#### Records for the task:
┄┄┄┄┄┄┄┄┄┄┄┄┄┄┄┄┄┄┄┄

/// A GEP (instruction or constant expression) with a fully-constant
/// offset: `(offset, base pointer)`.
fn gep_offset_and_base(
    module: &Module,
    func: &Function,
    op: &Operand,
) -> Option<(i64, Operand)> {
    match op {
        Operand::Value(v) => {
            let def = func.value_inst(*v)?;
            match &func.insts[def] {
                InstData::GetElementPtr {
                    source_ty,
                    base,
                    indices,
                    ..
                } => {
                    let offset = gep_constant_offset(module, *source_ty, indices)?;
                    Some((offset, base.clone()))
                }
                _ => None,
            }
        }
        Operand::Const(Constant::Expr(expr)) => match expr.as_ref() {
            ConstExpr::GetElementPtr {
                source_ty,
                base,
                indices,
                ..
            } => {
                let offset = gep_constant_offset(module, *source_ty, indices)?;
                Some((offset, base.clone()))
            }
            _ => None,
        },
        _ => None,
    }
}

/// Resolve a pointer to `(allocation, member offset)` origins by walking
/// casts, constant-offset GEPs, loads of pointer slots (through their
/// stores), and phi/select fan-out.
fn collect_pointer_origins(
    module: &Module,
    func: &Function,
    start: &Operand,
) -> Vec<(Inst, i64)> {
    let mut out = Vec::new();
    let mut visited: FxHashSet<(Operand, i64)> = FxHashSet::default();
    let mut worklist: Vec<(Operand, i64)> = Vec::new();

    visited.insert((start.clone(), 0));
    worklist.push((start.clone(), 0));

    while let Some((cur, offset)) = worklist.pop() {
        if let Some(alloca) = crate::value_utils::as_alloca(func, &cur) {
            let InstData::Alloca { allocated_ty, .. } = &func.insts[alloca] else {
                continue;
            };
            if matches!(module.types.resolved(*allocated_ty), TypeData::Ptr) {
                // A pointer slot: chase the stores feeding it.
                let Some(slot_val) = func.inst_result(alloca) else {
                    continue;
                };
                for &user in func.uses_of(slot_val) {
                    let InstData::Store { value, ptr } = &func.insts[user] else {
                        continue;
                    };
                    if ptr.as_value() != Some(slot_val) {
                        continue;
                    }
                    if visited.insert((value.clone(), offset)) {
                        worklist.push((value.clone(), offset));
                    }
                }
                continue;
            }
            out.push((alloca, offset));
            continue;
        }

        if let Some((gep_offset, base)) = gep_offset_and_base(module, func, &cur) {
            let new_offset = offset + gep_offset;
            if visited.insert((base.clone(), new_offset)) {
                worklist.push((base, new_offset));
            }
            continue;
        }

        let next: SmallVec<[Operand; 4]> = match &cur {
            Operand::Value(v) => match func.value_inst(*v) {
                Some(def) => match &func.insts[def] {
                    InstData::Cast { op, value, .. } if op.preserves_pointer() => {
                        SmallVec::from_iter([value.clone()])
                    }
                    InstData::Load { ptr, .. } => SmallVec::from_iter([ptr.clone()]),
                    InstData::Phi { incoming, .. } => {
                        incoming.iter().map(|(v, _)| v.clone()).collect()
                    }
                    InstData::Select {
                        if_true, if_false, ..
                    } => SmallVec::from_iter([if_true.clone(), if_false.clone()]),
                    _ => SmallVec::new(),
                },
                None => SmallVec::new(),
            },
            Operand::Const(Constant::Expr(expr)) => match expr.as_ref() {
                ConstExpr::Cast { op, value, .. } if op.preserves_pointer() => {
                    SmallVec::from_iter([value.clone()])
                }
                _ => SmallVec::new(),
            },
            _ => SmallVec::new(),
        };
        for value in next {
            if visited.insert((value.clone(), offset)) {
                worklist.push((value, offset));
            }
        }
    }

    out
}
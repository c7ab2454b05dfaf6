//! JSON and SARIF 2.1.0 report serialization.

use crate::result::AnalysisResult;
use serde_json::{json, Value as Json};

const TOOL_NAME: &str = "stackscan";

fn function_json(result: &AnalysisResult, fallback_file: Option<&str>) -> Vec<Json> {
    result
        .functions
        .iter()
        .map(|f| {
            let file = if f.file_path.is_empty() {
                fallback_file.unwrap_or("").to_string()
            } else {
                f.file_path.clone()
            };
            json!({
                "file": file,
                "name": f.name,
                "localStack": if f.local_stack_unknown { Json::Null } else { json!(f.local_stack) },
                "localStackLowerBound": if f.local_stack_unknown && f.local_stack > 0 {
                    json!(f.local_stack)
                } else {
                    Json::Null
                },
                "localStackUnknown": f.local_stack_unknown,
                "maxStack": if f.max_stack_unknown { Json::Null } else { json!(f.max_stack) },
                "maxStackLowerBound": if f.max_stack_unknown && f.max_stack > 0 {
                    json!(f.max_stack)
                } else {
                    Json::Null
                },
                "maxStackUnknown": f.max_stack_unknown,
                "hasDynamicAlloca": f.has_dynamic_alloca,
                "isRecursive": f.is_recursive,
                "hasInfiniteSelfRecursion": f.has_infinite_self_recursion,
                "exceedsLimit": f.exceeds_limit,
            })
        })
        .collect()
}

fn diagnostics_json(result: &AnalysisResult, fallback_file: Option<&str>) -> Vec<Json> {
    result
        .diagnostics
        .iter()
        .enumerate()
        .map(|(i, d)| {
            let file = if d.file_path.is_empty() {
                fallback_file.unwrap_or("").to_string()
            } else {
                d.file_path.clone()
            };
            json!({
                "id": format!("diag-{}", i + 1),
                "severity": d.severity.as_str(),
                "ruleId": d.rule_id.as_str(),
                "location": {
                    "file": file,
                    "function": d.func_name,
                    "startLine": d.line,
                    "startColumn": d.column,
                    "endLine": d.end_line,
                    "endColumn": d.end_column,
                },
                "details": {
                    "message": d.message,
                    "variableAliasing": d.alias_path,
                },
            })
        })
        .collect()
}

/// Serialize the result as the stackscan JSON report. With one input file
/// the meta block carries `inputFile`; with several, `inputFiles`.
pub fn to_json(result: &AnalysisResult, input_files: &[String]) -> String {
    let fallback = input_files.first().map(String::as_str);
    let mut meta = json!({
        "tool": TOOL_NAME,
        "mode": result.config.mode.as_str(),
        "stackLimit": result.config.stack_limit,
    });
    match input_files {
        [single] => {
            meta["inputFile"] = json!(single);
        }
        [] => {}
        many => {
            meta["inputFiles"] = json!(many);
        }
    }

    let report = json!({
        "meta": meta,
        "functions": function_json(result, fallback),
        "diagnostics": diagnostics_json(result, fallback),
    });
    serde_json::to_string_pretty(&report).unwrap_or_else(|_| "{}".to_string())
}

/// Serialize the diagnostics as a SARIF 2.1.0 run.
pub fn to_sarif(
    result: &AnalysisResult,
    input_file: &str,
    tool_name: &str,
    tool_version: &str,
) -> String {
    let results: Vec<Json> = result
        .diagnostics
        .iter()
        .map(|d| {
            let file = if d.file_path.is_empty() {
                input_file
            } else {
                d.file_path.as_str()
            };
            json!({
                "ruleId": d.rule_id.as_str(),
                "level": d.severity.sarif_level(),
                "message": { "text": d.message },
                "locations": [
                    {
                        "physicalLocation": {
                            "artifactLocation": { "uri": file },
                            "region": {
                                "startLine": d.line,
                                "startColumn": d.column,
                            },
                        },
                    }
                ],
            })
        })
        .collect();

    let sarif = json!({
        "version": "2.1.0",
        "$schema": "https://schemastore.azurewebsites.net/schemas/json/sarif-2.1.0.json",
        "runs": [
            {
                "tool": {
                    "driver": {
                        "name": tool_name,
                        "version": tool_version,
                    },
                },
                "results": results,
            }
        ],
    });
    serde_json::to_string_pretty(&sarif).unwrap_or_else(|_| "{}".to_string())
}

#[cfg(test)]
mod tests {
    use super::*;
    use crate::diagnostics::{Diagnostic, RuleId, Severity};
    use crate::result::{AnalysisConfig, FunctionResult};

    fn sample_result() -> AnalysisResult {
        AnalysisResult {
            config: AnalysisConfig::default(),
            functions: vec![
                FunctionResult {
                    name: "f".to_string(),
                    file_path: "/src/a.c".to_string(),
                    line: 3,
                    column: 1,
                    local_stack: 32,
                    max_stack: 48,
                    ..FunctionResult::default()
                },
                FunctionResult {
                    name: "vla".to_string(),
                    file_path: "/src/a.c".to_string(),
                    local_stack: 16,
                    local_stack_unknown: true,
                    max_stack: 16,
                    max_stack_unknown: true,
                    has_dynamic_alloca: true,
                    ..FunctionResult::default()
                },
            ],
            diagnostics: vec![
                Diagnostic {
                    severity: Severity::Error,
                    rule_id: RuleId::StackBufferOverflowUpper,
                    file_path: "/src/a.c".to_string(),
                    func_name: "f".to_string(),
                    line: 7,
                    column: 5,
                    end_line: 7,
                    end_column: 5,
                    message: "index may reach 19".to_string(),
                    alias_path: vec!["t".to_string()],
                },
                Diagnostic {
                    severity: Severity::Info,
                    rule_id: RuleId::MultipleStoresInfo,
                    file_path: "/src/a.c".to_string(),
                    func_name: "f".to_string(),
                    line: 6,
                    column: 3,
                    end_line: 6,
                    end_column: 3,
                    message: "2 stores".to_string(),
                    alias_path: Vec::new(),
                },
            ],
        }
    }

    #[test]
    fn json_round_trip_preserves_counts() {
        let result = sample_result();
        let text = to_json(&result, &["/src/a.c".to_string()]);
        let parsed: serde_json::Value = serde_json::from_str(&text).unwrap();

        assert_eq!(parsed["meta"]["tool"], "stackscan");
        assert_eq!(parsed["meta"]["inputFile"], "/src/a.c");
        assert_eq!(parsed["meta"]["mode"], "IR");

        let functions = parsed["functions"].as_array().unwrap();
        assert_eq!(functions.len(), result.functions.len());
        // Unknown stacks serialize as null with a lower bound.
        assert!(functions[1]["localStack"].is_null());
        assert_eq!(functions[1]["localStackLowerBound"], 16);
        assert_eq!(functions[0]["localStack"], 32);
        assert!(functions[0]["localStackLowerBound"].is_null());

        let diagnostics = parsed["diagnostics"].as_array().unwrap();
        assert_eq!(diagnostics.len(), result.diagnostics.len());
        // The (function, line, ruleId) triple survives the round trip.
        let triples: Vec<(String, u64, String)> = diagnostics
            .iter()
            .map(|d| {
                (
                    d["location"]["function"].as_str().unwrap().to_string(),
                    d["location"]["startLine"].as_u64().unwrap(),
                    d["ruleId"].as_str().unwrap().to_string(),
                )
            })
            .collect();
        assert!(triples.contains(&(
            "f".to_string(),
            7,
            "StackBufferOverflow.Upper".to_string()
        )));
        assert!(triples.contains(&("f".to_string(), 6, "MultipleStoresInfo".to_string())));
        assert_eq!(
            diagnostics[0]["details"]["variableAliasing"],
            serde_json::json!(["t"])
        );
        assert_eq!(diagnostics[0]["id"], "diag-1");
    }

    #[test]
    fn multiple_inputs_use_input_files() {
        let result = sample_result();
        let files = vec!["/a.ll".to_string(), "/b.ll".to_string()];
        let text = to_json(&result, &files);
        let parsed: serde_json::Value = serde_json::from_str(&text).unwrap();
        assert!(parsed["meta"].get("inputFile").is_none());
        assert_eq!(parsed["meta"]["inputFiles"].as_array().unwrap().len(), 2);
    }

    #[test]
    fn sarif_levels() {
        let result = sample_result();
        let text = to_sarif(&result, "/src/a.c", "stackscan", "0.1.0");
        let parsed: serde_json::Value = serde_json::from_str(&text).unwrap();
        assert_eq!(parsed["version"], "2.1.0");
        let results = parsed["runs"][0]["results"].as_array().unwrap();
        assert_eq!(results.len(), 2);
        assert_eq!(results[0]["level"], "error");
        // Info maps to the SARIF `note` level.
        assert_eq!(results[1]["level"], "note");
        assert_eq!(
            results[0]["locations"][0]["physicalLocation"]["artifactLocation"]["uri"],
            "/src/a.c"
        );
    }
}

┄┄┄┄┄┄┄┄┄┄┄┄┄┄┄┄┄┄┄┄

#### The task:
From the first line of the listing above to the line with "origins by walking", please transcribe each line exactly, both ends included, and nothing beyond that.

#### Response below:
/// A GEP (instruction or constant expression) with a fully-constant
/// offset: `(offset, base pointer)`.
fn gep_offset_and_base(
    module: &Module,
    func: &Function,
    op: &Operand,
) -> Option<(i64, Operand)> {
    match op {
        Operand::Value(v) => {
            let def = func.value_inst(*v)?;
            match &func.insts[def] {
                InstData::GetElementPtr {
                    source_ty,
                    base,
                    indices,
                    ..
                } => {
                    let offset = gep_constant_offset(module, *source_ty, indices)?;
                    Some((offset, base.clone()))
                }
                _ => None,
            }
        }
        Operand::Const(Constant::Expr(expr)) => match expr.as_ref() {
            ConstExpr::GetElementPtr {
                source_ty,
                base,
                indices,
                ..
            } => {
                let offset = gep_constant_offset(module, *source_ty, indices)?;
                Some((offset, base.clone()))
            }
            _ => None,
        },
        _ => None,
    }
}

/// Resolve a pointer to `(allocation, member offset)` origins by walking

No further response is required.